◆ Work instructions
Show all lines containing "calls" from the data below.

◆ Data extracts

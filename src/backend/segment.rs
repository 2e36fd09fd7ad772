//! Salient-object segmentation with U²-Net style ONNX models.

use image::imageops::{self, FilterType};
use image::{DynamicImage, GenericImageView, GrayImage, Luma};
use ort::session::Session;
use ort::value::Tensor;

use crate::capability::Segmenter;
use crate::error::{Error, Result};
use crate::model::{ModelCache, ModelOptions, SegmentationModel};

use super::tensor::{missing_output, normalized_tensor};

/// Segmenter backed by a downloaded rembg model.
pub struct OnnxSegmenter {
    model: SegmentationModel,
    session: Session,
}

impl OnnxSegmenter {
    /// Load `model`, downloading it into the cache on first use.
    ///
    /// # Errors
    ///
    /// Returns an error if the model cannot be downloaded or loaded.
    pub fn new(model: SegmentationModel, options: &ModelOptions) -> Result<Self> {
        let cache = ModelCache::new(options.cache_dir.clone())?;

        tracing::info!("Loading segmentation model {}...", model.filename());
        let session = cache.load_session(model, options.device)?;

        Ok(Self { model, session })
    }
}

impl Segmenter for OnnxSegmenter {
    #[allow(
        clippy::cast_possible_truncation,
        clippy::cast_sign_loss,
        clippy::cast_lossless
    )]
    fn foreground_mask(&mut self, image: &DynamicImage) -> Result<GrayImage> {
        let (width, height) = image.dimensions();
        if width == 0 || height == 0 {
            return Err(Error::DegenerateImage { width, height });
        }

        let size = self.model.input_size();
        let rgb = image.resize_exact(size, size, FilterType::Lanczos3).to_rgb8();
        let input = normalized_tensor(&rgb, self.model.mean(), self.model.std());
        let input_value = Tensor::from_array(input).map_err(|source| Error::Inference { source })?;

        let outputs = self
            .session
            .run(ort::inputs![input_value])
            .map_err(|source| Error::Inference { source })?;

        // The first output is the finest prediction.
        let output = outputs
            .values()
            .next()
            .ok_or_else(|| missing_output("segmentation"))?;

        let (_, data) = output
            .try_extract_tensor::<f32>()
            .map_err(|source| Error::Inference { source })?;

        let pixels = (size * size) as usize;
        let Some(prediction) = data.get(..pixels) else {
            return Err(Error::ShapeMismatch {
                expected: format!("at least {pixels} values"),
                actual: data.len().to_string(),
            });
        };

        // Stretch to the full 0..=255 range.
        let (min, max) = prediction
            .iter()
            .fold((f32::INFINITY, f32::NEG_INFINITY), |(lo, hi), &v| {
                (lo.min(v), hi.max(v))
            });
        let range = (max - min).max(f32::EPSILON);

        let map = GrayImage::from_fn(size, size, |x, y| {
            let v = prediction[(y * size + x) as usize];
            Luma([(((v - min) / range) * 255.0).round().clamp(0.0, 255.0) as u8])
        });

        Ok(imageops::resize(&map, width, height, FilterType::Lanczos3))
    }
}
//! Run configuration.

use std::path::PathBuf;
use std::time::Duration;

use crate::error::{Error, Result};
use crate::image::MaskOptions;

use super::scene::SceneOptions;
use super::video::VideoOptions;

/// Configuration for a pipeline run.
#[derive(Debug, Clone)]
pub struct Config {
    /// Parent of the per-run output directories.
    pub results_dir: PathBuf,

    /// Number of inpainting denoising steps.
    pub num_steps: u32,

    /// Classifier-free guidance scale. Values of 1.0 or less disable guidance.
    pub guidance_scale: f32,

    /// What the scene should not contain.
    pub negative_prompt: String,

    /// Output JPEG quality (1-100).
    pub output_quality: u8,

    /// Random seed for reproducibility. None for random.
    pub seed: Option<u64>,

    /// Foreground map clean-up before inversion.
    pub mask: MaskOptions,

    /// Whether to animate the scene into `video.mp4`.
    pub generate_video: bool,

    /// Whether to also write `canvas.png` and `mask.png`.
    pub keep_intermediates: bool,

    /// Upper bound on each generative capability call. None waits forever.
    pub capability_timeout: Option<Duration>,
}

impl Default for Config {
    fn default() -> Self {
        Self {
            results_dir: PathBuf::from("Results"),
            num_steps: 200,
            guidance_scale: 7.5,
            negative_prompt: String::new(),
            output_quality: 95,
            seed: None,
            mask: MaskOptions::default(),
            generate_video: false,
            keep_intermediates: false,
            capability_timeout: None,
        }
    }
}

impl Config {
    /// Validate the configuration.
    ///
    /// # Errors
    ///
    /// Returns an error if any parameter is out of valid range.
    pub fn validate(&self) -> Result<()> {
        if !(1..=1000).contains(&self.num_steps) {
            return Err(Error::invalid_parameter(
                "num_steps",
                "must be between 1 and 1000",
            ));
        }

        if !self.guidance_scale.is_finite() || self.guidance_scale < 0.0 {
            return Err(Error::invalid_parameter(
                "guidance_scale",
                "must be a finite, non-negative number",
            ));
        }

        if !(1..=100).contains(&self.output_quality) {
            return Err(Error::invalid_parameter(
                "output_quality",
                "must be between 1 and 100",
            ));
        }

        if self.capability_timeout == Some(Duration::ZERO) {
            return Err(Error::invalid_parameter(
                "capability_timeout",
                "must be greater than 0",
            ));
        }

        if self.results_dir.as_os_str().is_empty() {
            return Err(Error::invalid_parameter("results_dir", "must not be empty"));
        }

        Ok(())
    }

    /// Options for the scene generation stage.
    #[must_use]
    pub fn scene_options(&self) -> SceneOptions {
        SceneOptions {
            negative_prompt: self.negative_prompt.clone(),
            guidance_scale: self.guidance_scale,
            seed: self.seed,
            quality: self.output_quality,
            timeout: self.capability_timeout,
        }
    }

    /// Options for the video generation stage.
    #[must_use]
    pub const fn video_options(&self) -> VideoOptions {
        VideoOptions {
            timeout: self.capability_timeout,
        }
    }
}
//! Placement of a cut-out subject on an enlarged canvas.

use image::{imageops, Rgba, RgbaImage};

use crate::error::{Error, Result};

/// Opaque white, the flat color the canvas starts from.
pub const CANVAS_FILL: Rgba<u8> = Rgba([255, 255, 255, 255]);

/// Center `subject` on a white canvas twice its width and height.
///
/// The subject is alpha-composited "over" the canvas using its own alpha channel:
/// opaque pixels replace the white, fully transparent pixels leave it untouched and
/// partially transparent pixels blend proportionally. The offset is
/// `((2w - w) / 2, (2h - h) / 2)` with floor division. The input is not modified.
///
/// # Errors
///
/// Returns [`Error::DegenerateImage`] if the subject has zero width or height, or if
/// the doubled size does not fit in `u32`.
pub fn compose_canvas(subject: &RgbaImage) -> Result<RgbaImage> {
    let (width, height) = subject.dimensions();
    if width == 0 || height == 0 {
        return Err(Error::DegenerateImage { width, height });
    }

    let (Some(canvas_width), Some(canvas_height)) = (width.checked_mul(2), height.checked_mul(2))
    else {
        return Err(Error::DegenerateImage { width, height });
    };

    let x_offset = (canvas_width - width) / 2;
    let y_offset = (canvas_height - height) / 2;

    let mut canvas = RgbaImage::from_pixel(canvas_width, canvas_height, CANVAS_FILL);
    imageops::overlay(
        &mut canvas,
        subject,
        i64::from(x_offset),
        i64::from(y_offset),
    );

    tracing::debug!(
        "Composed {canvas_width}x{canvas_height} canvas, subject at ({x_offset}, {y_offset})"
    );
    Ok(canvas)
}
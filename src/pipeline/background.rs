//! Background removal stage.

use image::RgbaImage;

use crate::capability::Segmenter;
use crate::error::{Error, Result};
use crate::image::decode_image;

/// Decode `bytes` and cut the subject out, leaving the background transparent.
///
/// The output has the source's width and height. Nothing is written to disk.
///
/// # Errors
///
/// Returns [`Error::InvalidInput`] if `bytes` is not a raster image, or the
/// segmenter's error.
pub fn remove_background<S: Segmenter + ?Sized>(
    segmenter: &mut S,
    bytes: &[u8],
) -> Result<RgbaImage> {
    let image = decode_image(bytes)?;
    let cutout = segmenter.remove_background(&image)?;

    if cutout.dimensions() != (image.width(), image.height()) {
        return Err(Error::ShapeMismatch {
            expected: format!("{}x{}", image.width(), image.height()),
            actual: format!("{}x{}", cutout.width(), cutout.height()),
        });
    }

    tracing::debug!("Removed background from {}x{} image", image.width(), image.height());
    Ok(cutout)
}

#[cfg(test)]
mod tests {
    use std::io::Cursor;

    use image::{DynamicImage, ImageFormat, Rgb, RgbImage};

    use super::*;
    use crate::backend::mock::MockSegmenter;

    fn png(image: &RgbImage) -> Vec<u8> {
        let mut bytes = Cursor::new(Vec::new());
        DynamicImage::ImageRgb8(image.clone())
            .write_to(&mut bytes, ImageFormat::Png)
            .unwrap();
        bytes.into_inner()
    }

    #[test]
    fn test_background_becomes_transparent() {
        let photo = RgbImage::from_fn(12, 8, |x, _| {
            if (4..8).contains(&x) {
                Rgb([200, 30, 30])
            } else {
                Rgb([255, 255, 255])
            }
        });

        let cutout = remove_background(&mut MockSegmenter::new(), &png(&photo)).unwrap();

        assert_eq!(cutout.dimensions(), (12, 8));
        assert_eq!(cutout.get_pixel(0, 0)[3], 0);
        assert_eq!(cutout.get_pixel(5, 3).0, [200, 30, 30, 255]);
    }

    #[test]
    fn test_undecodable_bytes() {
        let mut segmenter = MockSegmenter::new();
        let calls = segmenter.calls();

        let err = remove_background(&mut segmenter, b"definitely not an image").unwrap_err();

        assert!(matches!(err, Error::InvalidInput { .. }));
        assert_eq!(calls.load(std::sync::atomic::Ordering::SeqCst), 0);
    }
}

◆ Response to the task
        let calls = segmenter.calls();
        assert_eq!(calls.load(std::sync::atomic::Ordering::SeqCst), 0);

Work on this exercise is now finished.